Another one of the most costly fund manager mistakes identified by Essentia’s research relates to loss aversion. There is a tendency to hold on to losing positions for too long in the hope the investment will rebound so that a loss does not have to be crystalised. More often than not, the rebound does not happen and the sale eventually happens at the bottom.

One of the many hugely influential findings by behavioural psychology pioneers Daniel Kahneman and long-time collaborator Amos Tversky is that the pain people feel from a loss is around twice the pleasure experienced from an equivalent gain. This has many implications for investors as they try to balance risk and reward.

Some of the biggest investment dangers associated with fear of loss come at times of financial stress. Indeed, rather than selling high and buying low, our emotional response to loss means we’re programmed to do the exact opposite.

Take the rough with the smooth: This trait keeps us out of a lot of trouble.

 

Mistake #5: OUTCOME BIAS

The stock market is particularly poor at providing feedback to investors due to the difficulty of disentangling the influence of luck and skill when assessing outcomes.

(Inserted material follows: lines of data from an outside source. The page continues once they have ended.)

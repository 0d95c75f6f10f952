use crate::error::{ConnectorError, Result};
use crate::types::OutboundMessage;
use futures_util::future::{self, BoxFuture};
use futures_util::{Sink, SinkExt, Stream, StreamExt};
use log::info;
use std::borrow::Cow;
use std::pin::Pin;
use tokio_tungstenite::connect_async;
use tokio_tungstenite::tungstenite::client::IntoClientRequest;
use tokio_tungstenite::tungstenite::http::HeaderValue;
use tokio_tungstenite::tungstenite::protocol::frame::coding::CloseCode;
use tokio_tungstenite::tungstenite::protocol::{CloseFrame, Message};
use url::Url;

/// A single WebSocket frame as seen by the client.
#[derive(Debug, Clone, PartialEq)]
pub enum Frame {
    Text(String),
    Binary(Vec<u8>),
    Ping(Vec<u8>),
    Pong(Vec<u8>),
    /// Close code and reason, if the peer sent any.
    Close(Option<(u16, String)>),
}

impl Frame {
    /// Encodes an outbound message, serializing JSON payloads to text.
    pub fn encode(message: OutboundMessage) -> Result<Self> {
        Ok(match message {
            OutboundMessage::Text(text) => Frame::Text(text),
            OutboundMessage::Binary(bytes) => Frame::Binary(bytes),
            OutboundMessage::Json(value) => Frame::Text(serde_json::to_string(&value)?),
        })
    }

    fn from_message(message: Message) -> Option<Self> {
        match message {
            Message::Text(text) => Some(Frame::Text(text)),
            Message::Binary(bytes) => Some(Frame::Binary(bytes)),
            Message::Ping(data) => Some(Frame::Ping(data)),
            Message::Pong(data) => Some(Frame::Pong(data)),
            Message::Close(close_frame) => Some(Frame::Close(
                close_frame.map(|f| (u16::from(f.code), f.reason.into_owned())),
            )),
            Message::Frame(_) => None,
        }
    }
}

impl From<Frame> for Message {
    fn from(frame: Frame) -> Self {
        match frame {
            Frame::Text(text) => Message::Text(text),
            Frame::Binary(bytes) => Message::Binary(bytes),
            Frame::Ping(data) => Message::Ping(data),
            Frame::Pong(data) => Message::Pong(data),
            Frame::Close(close) => Message::Close(close.map(|(code, reason)| CloseFrame {
                code: CloseCode::from(code),
                reason: Cow::Owned(reason),
            })),
        }
    }
}

pub type FrameSink = Pin<Box<dyn Sink<Frame, Error = ConnectorError> + Send>>;
pub type FrameStream = Pin<Box<dyn Stream<Item = Result<Frame>> + Send>>;

/// Both halves of an established connection.
pub struct Channel {
    pub sink: FrameSink,
    pub stream: FrameStream,
}

#[derive(Debug, Clone)]
pub struct ConnectRequest {
    pub url: Url,
    pub protocols: Vec<String>,
}

/// Opens duplex connections for a client. The future resolves once the handshake is done.
pub trait Connector: Send + Sync + 'static {
    fn connect(&self, request: ConnectRequest) -> BoxFuture<'static, Result<Channel>>;
}

/// Default [`Connector`] backed by `tokio-tungstenite`.
#[derive(Debug, Clone, Copy, Default)]
pub struct TungsteniteConnector;

impl Connector for TungsteniteConnector {
    fn connect(&self, request: ConnectRequest) -> BoxFuture<'static, Result<Channel>> {
        Box::pin(async move {
            let mut client_request = request.url.as_str().into_client_request()?;
            if !request.protocols.is_empty() {
                let value = HeaderValue::from_str(&request.protocols.join(", ")).map_err(|e| {
                    ConnectorError::InvalidConfig(format!("Invalid sub-protocol list: {}", e))
                })?;
                client_request
                    .headers_mut()
                    .insert("Sec-WebSocket-Protocol", value);
            }

            info!("Connecting to WebSocket: {}", request.url);
            let (ws_stream, response) = connect_async(client_request).await.map_err(|e| {
                ConnectorError::WebsocketError(format!("WebSocket connection failed: {}", e))
            })?;
            info!(
                "WebSocket connected successfully. Response: {:?}",
                response.status()
            );

            let (write, read) = ws_stream.split();
            let sink =
                write.with(|frame: Frame| future::ready(Ok::<_, ConnectorError>(Message::from(frame))));
            let stream = read.filter_map(|message| {
                future::ready(match message {
                    Ok(message) => Frame::from_message(message).map(Ok),
                    Err(e) => Some(Err(ConnectorError::from(e))),
                })
            });

            Ok(Channel {
                sink: Box::pin(sink),
                stream: Box::pin(stream),
            })
        })
    }
}

#[cfg(test)]
mod tests {
    use super::*;
    use serde_json::json;

    #[test]
    fn test_encode_serializes_json() {
        let frame = Frame::encode(OutboundMessage::Json(json!({"type": "chat"}))).unwrap();
        assert_eq!(frame, Frame::Text(r#"{"type":"chat"}"#.to_string()));
    }

    #[test]
    fn test_encode_keeps_text_and_binary() {
        assert_eq!(
            Frame::encode(OutboundMessage::from("ping")).unwrap(),
            Frame::Text("ping".to_string())
        );
        assert_eq!(
            Frame::encode(OutboundMessage::from(vec![1u8, 2, 3])).unwrap(),
            Frame::Binary(vec![1, 2, 3])
        );
    }

    #[test]
    fn test_close_frame_maps_both_ways() {
        let message = Message::from(Frame::Close(Some((4000, "bye".to_string()))));
        match &message {
            Message::Close(Some(frame)) => {
                assert_eq!(u16::from(frame.code), 4000);
                assert_eq!(frame.reason, "bye");
            }
            other => panic!("unexpected message: {:?}", other),
        }
        assert_eq!(
            Frame::from_message(message),
            Some(Frame::Close(Some((4000, "bye".to_string()))))
        );
        assert_eq!(
            Frame::from_message(Message::Close(None)),
            Some(Frame::Close(None))
        );
    }
}
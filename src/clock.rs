use crate::error::{ConnectorError, Result};
use chrono::{DateTime, Utc};
use log::{debug, trace};
use std::sync::atomic::{AtomicU64, Ordering};
use std::sync::Arc;
use tokio::sync::broadcast;
use tokio::task::JoinHandle;
use tokio::time::{interval_at, Duration, Instant, MissedTickBehavior};

/// Interval used by [`start_work_clock`] when none is given.
pub const DEFAULT_WORK_INTERVAL: Duration = Duration::from_secs(5 * 60);

const TICK_CHANNEL_CAPACITY: usize = 16;

#[derive(Debug, Clone, PartialEq, Eq)]
pub struct ClockTick {
    /// Starts at 1 and keeps counting across pause/start.
    pub sequence: u64,
    pub at: DateTime<Utc>,
}

/// Publishes a [`ClockTick`] on its own broadcast channel every `interval`.
///
/// Each ticker owns its channel, so independent tickers never see each other's ticks.
pub struct ClockTicker {
    interval: Duration,
    sender: broadcast::Sender<ClockTick>,
    sequence: Arc<AtomicU64>,
    handle: Option<JoinHandle<()>>,
}

impl ClockTicker {
    pub fn new(interval: Duration) -> Result<Self> {
        if interval.is_zero() {
            return Err(ConnectorError::InvalidConfig(
                "clock interval must be greater than 0".to_string(),
            ));
        }
        let (sender, _) = broadcast::channel(TICK_CHANNEL_CAPACITY);
        Ok(Self {
            interval,
            sender,
            sequence: Arc::new(AtomicU64::new(0)),
            handle: None,
        })
    }

    pub fn interval(&self) -> Duration {
        self.interval
    }

    pub fn subscribe(&self) -> broadcast::Receiver<ClockTick> {
        self.sender.subscribe()
    }

    pub fn is_running(&self) -> bool {
        self.handle.is_some()
    }

    /// Starts ticking; the first tick comes one interval from now. No-op if running.
    /// Must be called from within a Tokio runtime.
    pub fn start(&mut self) {
        if self.handle.is_some() {
            return;
        }
        let period = self.interval;
        let sender = self.sender.clone();
        let sequence = Arc::clone(&self.sequence);

        debug!("Starting clock ticker every {:?}", period);
        self.handle = Some(tokio::spawn(async move {
            let mut timer = interval_at(Instant::now() + period, period);
            timer.set_missed_tick_behavior(MissedTickBehavior::Delay);
            loop {
                timer.tick().await;
                let tick = ClockTick {
                    sequence: sequence.fetch_add(1, Ordering::SeqCst) + 1,
                    at: Utc::now(),
                };
                if sender.send(tick).is_err() {
                    trace!("Clock tick dropped, no subscribers");
                }
            }
        }));
    }

    /// Stops ticking. A later [`start`](Self::start) resumes with a fresh interval.
    pub fn pause(&mut self) {
        if let Some(handle) = self.handle.take() {
            handle.abort();
            debug!("Clock ticker paused");
        }
    }

    pub fn terminate(&mut self) {
        self.pause();
    }
}

impl Drop for ClockTicker {
    fn drop(&mut self) {
        self.pause();
    }
}

/// Starts a ticker for periodic background work, every 5 minutes by default.
pub fn start_work_clock(interval: Option<Duration>) -> Result<ClockTicker> {
    let mut ticker = ClockTicker::new(interval.unwrap_or(DEFAULT_WORK_INTERVAL))?;
    ticker.start();
    Ok(ticker)
}
//! queue-stats CLI entry point.
//!
//! Prints the lengths of the pending, processing, and timed-out lists of a
//! job queue.

use std::path::PathBuf;

use anyhow::Context;
use clap::Parser;
use tracing_subscriber::{layer::SubscriberExt, util::SubscriberInitExt};

use satwrap_common::ConfigFile;
use satwrap_queue::{QueueStats, RedisBackend};

/// Show how many jobs are pending, processing, and timed out in a queue.
#[derive(Debug, Parser)]
#[command(name = "queue-stats", version, about)]
struct Cli {
    /// Name of the queue (list key).
    #[arg(long, env = "QUEUE_STATS_QNAME")]
    qname: String,

    /// Store host [default: localhost].
    #[arg(long, env = "QUEUE_STATS_HOST")]
    host: Option<String>,

    /// Store port [default: 6379].
    #[arg(long, env = "QUEUE_STATS_PORT")]
    port: Option<u16>,

    /// TOML configuration file with a `[queue]` section.
    #[arg(long, env = "SATWRAP_CONFIG", value_name = "PATH")]
    config: Option<PathBuf>,
}

fn main() -> anyhow::Result<()> {
    // Initialize tracing
    tracing_subscriber::registry()
        .with(
            tracing_subscriber::EnvFilter::try_from_default_env()
                .unwrap_or_else(|_| "warn".into()),
        )
        .with(tracing_subscriber::fmt::layer().with_writer(std::io::stderr))
        .init();

    let cli = Cli::parse();

    let defaults = match &cli.config {
        Some(path) => {
            ConfigFile::from_file(path)
                .with_context(|| format!("Failed to load configuration from {}", path.display()))?
                .queue
        }
        None => ConfigFile::default().queue,
    };
    let host = cli.host.unwrap_or(defaults.host);
    let port = cli.port.unwrap_or(defaults.port);

    let mut backend = RedisBackend::connect(&host, port)?;
    let stats = QueueStats::collect(&mut backend, &cli.qname)
        .with_context(|| format!("Failed to read queue '{}'", cli.qname))?;

    println!("{stats}");

    Ok(())
}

This is a key reason why investors face such a major issues with outcome bias; our propensity to judge the quality of a decision based on its results rather than the quality of thought at the time the decision was made. 

The problems of providing oneself with honest assessments on decision quality are compounded by the similar but distinct issue of hindsight bias; judging a decision based on information that was not known at the time.

Outcome bias, the roll of luck, and the long time frames often involved in investing, all mean feedback on investment decisions tends to be very poor despite the financial results being very tangible. Coupled with overconfidence, this means investors that keep getting lucky can misidentify skill in a flawed investment process right up until a calamitous day of reckoning. Equally, investors with a good process can give up on it due to a poor run of luck.

Take the rough with the smooth: In a world full of uncertainties, it is very useful to be able to draw a quick clear conclusion from an outcome rather than spend a lifetime pondering.